After a long legal and bureaucratic slog, Jacqueline Scott will be recognized by the federal government as a citizen of Canada, the country in which she was raised and considered home for her whole life.
Several provisions from last year’s reforms to Canada’s Citizenship Act will come into effect today, one of which grants citizenship to a group of “Lost Canadians”—people who were denied or stripped of citizenship because of a complicated set of laws that discriminated on the basis of gender, race and age.
Scott, 69, was born in England to a Canadian soldier and English mother, but because her parents were not married at the time and her birthday fell before 1947, when the Canadian Citizenship Act came into force, the Ministry of Citizenship and Immigration Canada (CIC) denied that she was a Canadian.
While Scott is happy that she no longer needs to argue that she is a citizen in the eyes of the law, the practical implications of the changes aren’t yet evident to her. CIC spokesperson Rémi Larivière noted that citizenship is "automatically extended to additional Lost Canadians as of today."
But there's a big catch: anyone who wants a certificate to prove their newfound citizenship — which would help them access pensions and apply for passports — still needs to apply from scratch to obtain it. The CIC website states that citizenship certificates could take five months to process.
Citizenship advocate Don Chapman said this was "unreasonable," given how long the Lost Canadians have been forced to wait already.
"So does 90-year-old war veteran Marcel Gelinas have to wait behind 250,000 people in the queue? It's like common sense has left the building. It's mean-spirited," he said.
"We want immediate certificate for citizenship. With Lost Canadian Donovan McGlaughlin, they swore him in within days, and gave him his citizenship papers right then and there. This is why we need a citizenship ombudsman....This is not a small problem. It's huge."

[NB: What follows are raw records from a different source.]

//! Diary entry domain model.
//!
//! # Responsibility
//! - Define the per-day diary record and its partial-update shape.
//! - Enforce timestamp ordering on every write path.
//!
//! # Invariants
//! - `id` is stable and never reused for another entry.
//! - `date` is a local calendar day; multiple entries may share one date.
//! - `updated_at >= created_at`.

use crate::model::ValidationError;
use chrono::NaiveDate;
use serde::{Deserialize, Serialize};
use uuid::Uuid;

/// Stable identifier for a diary entry.
pub type EntryId = Uuid;

/// One diary record for a calendar day.
///
/// Text fields default to empty strings so the persisted document matches
/// the editor form, which always submits every field.
#[derive(Debug, Clone, PartialEq, Eq, Serialize, Deserialize)]
#[serde(rename_all = "camelCase")]
pub struct DiaryEntry {
    pub id: EntryId,
    pub date: NaiveDate,
    #[serde(default)]
    pub title: String,
    #[serde(default)]
    pub body: String,
    /// Wake-up note, e.g. `06:40` or free text.
    #[serde(default)]
    pub wake: String,
    #[serde(default)]
    pub breakfast: String,
    #[serde(default)]
    pub lunch: String,
    #[serde(default)]
    pub dinner: String,
    /// Unix epoch milliseconds.
    pub created_at: i64,
    /// Unix epoch milliseconds. Never precedes `created_at`.
    pub updated_at: i64,
}

impl DiaryEntry {
    /// Creates a blank entry for `date` with both timestamps at `now_ms`.
    pub fn blank(date: NaiveDate, now_ms: i64) -> Self {
        Self {
            id: Uuid::new_v4(),
            date,
            title: String::new(),
            body: String::new(),
            wake: String::new(),
            breakfast: String::new(),
            lunch: String::new(),
            dinner: String::new(),
            created_at: now_ms,
            updated_at: now_ms,
        }
    }

    /// Checks record-level invariants.
    pub fn validate(&self) -> Result<(), ValidationError> {
        if self.updated_at < self.created_at {
            return Err(ValidationError::UpdatedBeforeCreated {
                created_at: self.created_at,
                updated_at: self.updated_at,
            });
        }
        Ok(())
    }
}

/// Partial update for a diary entry.
///
/// `None` fields are preserved on the target record.
#[derive(Debug, Clone, Default, PartialEq, Eq)]
pub struct EntryPatch {
    pub date: Option<NaiveDate>,
    pub title: Option<String>,
    pub body: Option<String>,
    pub wake: Option<String>,
    pub breakfast: Option<String>,
    pub lunch: Option<String>,
    pub dinner: Option<String>,
}

impl EntryPatch {
    /// Merges supplied fields over `entry`, leaving the rest untouched.
    ///
    /// Timestamps are the store's concern and are not written here.
    pub fn apply(&self, entry: &mut DiaryEntry) {
        if let Some(date) = self.date {
            entry.date = date;
        }
        if let Some(title) = &self.title {
            entry.title = title.clone();
        }
        if let Some(body) = &self.body {
            entry.body = body.clone();
        }
        if let Some(wake) = &self.wake {
            entry.wake = wake.clone();
        }
        if let Some(breakfast) = &self.breakfast {
            entry.breakfast = breakfast.clone();
        }
        if let Some(lunch) = &self.lunch {
            entry.lunch = lunch.clone();
        }
        if let Some(dinner) = &self.dinner {
            entry.dinner = dinner.clone();
        }
    }
}
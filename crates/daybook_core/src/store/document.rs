//! Persisted document shape and codec.
//!
//! # Responsibility
//! - Define the single JSON document holding all collections.
//! - Decode persisted text with soft fallback to an empty document.
//!
//! # Invariants
//! - Missing or unknown top-level keys decode to empty collections.
//! - Corrupt persisted text never propagates an error; the store starts
//!   empty instead.

use crate::model::entry::DiaryEntry;
use crate::model::schedule::ScheduleItem;
use crate::model::working_hours::WorkingHours;
use crate::store::{StoreError, StoreResult};
use log::{error, warn};
use serde::{Deserialize, Serialize};

/// Key the full document is stored under.
pub const STORAGE_KEY: &str = "daybook.v1";

/// The one logical database: all collections in a single document.
#[derive(Debug, Clone, Default, PartialEq, Eq, Serialize, Deserialize)]
pub struct StoreDocument {
    #[serde(default)]
    pub entries: Vec<DiaryEntry>,
    #[serde(default)]
    pub schedules: Vec<ScheduleItem>,
    /// Working-hours window, persisted alongside the records it scopes.
    /// Decoded leniently: older documents stored an empty object here.
    #[serde(default, deserialize_with = "lenient_work")]
    pub work: WorkingHours,
}

fn lenient_work<'de, D>(deserializer: D) -> Result<WorkingHours, D::Error>
where
    D: serde::Deserializer<'de>,
{
    let value = serde_json::Value::deserialize(deserializer)?;
    Ok(serde_json::from_value(value).unwrap_or_default())
}

/// Decodes persisted text, falling back to an empty document.
///
/// Availability over consistency: a corrupt document is a local,
/// recoverable condition for single-user data, so it is logged and
/// replaced rather than surfaced.
pub fn decode_document(raw: Option<&str>) -> StoreDocument {
    let Some(raw) = raw else {
        return StoreDocument::default();
    };

    match serde_json::from_str(raw) {
        Ok(document) => document,
        Err(err) => {
            warn!("event=document_decode module=store status=error error={err}");
            StoreDocument::default()
        }
    }
}

/// Encodes the document for storage; `None` when serialization failed.
pub fn encode_document(document: &StoreDocument) -> Option<String> {
    match serde_json::to_string(document) {
        Ok(text) => Some(text),
        Err(err) => {
            error!("event=document_encode module=store status=error error={err}");
            None
        }
    }
}

/// Import decode result: the usable records plus a skip count.
#[derive(Debug, Clone, Default, PartialEq, Eq)]
pub struct ImportedDocument {
    pub entries: Vec<DiaryEntry>,
    pub schedules: Vec<ScheduleItem>,
    pub work: Option<WorkingHours>,
    /// Records dropped because they failed to deserialize or validate.
    pub skipped: usize,
}

/// Decodes an import file leniently.
///
/// The file as a whole must be a JSON object; individual records that
/// fail to deserialize or validate are skipped and counted instead of
/// aborting the import.
pub fn decode_import(raw: &str) -> StoreResult<ImportedDocument> {
    let value: serde_json::Value =
        serde_json::from_str(raw).map_err(|err| StoreError::MalformedDocument(err.to_string()))?;
    if !value.is_object() {
        return Err(StoreError::MalformedDocument(
            "top level is not a JSON object".to_string(),
        ));
    }

    let mut imported = ImportedDocument::default();

    for item in array_items(&value, "entries") {
        match serde_json::from_value::<DiaryEntry>(item.clone()) {
            Ok(entry) if entry.validate().is_ok() => imported.entries.push(entry),
            _ => imported.skipped += 1,
        }
    }
    for item in array_items(&value, "schedules") {
        match serde_json::from_value::<ScheduleItem>(item.clone()) {
            Ok(schedule) if schedule.validate().is_ok() => imported.schedules.push(schedule),
            _ => imported.skipped += 1,
        }
    }
    if let Some(work) = value.get("work") {
        match serde_json::from_value::<WorkingHours>(work.clone()) {
            Ok(hours) if hours.validate().is_ok() => imported.work = Some(hours),
            _ => imported.skipped += 1,
        }
    }

    Ok(imported)
}

fn array_items<'a>(
    value: &'a serde_json::Value,
    key: &str,
) -> impl Iterator<Item = &'a serde_json::Value> {
    value
        .get(key)
        .and_then(serde_json::Value::as_array)
        .map(|items| items.iter())
        .into_iter()
        .flatten()
}

#[cfg(test)]
mod tests {
    use super::{decode_document, StoreDocument};

    #[test]
    fn decode_falls_back_on_missing_and_corrupt_input() {
        assert_eq!(decode_document(None), StoreDocument::default());
        assert_eq!(decode_document(Some("not json{")), StoreDocument::default());
    }

    #[test]
    fn decode_defaults_missing_collections() {
        let document = decode_document(Some("{\"unknownKey\": 1}"));
        assert!(document.entries.is_empty());
        assert!(document.schedules.is_empty());
    }

    #[test]
    fn decode_tolerates_a_malformed_work_object() {
        let document = decode_document(Some("{\"entries\": [], \"work\": {}}"));
        assert_eq!(document.work, crate::model::working_hours::WorkingHours::default());
    }
}
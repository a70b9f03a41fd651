//! Core domain logic for Daybook.
//! This crate is the single source of truth for business invariants.

pub mod calendar;
pub mod db;
pub mod gesture;
pub mod logging;
pub mod model;
pub mod planner;
pub mod search;
pub mod store;

pub use calendar::{local_today, month_grid, CalendarCell, MonthCursor, GRID_CELL_COUNT};
pub use logging::{default_log_level, init_logging, logging_status};
pub use model::entry::{DiaryEntry, EntryId, EntryPatch};
pub use model::schedule::{ScheduleId, ScheduleItem, SchedulePatch, ScheduleStatus};
pub use model::time::TimeOfDay;
pub use model::working_hours::WorkingHours;
pub use model::ValidationError;
pub use planner::{weekly_free_slots, FreeSlot};
pub use search::{search_document, SearchOutcome, SearchResults, SEARCH_RESULT_CAP};
pub use store::{
    ChangeKind, EntryStore, ImportSummary, KeyValuePort, MemoryKv, MergeSummary, SqliteKv,
    StoreDocument, StoreError, StoreResult, STORAGE_KEY,
};

/// Returns the core crate version.
pub fn core_version() -> &'static str {
    env!("CARGO_PKG_VERSION")
}

#[cfg(test)]
mod tests {
    use super::core_version;

    #[test]
    fn version_is_not_empty() {
        assert!(!core_version().is_empty());
    }
}
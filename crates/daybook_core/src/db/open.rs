//! Connection bootstrap for the document substrate.
//!
//! # Responsibility
//! - Open file or in-memory SQLite connections.
//! - Run migrations before returning a usable connection.
//!
//! # Invariants
//! - Returned connections have migrations fully applied.

use super::migrations::apply_migrations;
use super::DbResult;
use log::{error, info};
use rusqlite::Connection;
use std::path::Path;
use std::time::{Duration, Instant};

const BUSY_TIMEOUT: Duration = Duration::from_secs(5);

/// Opens a SQLite database file and applies all pending migrations.
///
/// # Side effects
/// - Emits `db_open` logging events with duration and status.
pub fn open_db(path: impl AsRef<Path>) -> DbResult<Connection> {
    bootstrap("file", Connection::open(path))
}

/// Opens an in-memory SQLite database and applies all pending migrations.
///
/// # Side effects
/// - Emits `db_open` logging events with duration and status.
pub fn open_db_in_memory() -> DbResult<Connection> {
    bootstrap("memory", Connection::open_in_memory())
}

fn bootstrap(mode: &str, opened: rusqlite::Result<Connection>) -> DbResult<Connection> {
    let started_at = Instant::now();
    info!("event=db_open module=db status=start mode={mode}");

    let result: DbResult<Connection> = (|| {
        let mut conn = opened?;
        conn.busy_timeout(BUSY_TIMEOUT)?;
        apply_migrations(&mut conn)?;
        Ok(conn)
    })();

    match &result {
        Ok(_) => info!(
            "event=db_open module=db status=ok mode={mode} duration_ms={}",
            started_at.elapsed().as_millis()
        ),
        Err(err) => error!(
            "event=db_open module=db status=error mode={mode} duration_ms={} error={err}",
            started_at.elapsed().as_millis()
        ),
    }

    result
}
//! Working-hours configuration.
//!
//! # Responsibility
//! - Hold the process-wide free-slot search window.
//!
//! # Invariants
//! - `start < end`; an empty window never reaches the planner.

use crate::model::time::TimeOfDay;
use crate::model::ValidationError;
use serde::{Deserialize, Serialize};

const DEFAULT_START_MINUTES: u16 = 9 * 60;
const DEFAULT_END_MINUTES: u16 = 18 * 60;

/// Daily window the free-slot planner searches within.
#[derive(Debug, Clone, Copy, PartialEq, Eq, Serialize, Deserialize)]
pub struct WorkingHours {
    pub start: TimeOfDay,
    pub end: TimeOfDay,
}

impl WorkingHours {
    pub fn new(start: TimeOfDay, end: TimeOfDay) -> Result<Self, ValidationError> {
        let hours = Self { start, end };
        hours.validate()?;
        Ok(hours)
    }

    pub fn validate(&self) -> Result<(), ValidationError> {
        if self.start >= self.end {
            return Err(ValidationError::EmptyWorkingWindow {
                start: self.start,
                end: self.end,
            });
        }
        Ok(())
    }

    pub fn span_minutes(&self) -> u16 {
        self.end.minutes() - self.start.minutes()
    }
}

impl Default for WorkingHours {
    /// 09:00-18:00, the window the settings screen proposes.
    fn default() -> Self {
        Self {
            start: TimeOfDay(DEFAULT_START_MINUTES),
            end: TimeOfDay(DEFAULT_END_MINUTES),
        }
    }
}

“We have some who are living in the country, but because they could not prove citizenship, the cannot get their medical benefits,” she said.
Many Lost Canadians only discovered that they were Lost Canadians when they tried to obtain passports or access health care and were informed that they didn’t qualify because they did not have proof of citizenship. Acquiring documentation requires that people apply to CIC for a citizenship certificate, something that Scott has done twice already and is reluctant to repeat.
“It took them two years to deny me [the last time],” said Scott. She doesn’t believe it’s fair that those who have already have been rejected by CIC must go through the application process again. The CIC website currently says that an application will take approximately five months to process.
Chapman said some Lost Canadians have waited months just to have their applications entered in the database. He said for Lost Canadians born before 1947, it was too long.
The prospect of an extra wait stings for Scott, who along with many others, has spent years doing tireless research and campaigning to dispute the ministry’s interpretation of the law and to pressure the government into clarifying the labyrinthine rules of who qualifies as a Canadian citizen.
The advocacy resulted in changes to the law in 2009, which granted citizenship to thousands, and these recent changes which closed some of the outstanding loopholes. CIC said it would not speculate as to how many Canadians the changes would effect.
“[The government] didn’t do this because they wanted to. It did it because we were forcing its hand,” said Chapman. "Why have these people been denied in the first place? It's because of factors like age, gender, and marital status. It's discrimination."
While the provisions for Lost Canadians has helped clarify citizenship for some, accompanying changes have given CIC expanded powers and justification for revoking the citizenship of Canadians and eliminated the right to appeal decisions on citizenship.
Dual nationals “who commit acts of terrorism or acts against Canadian interests” will be at risk of losing their citizenships. The Canadian Bar Association has said that this creates “levels of citizenship rights” that are “unfair and discriminatory.”
The British Columbia Civil Liberties Association referred to the changes as the implementation of “second class citizenship,” which is “likely unconstitutional.”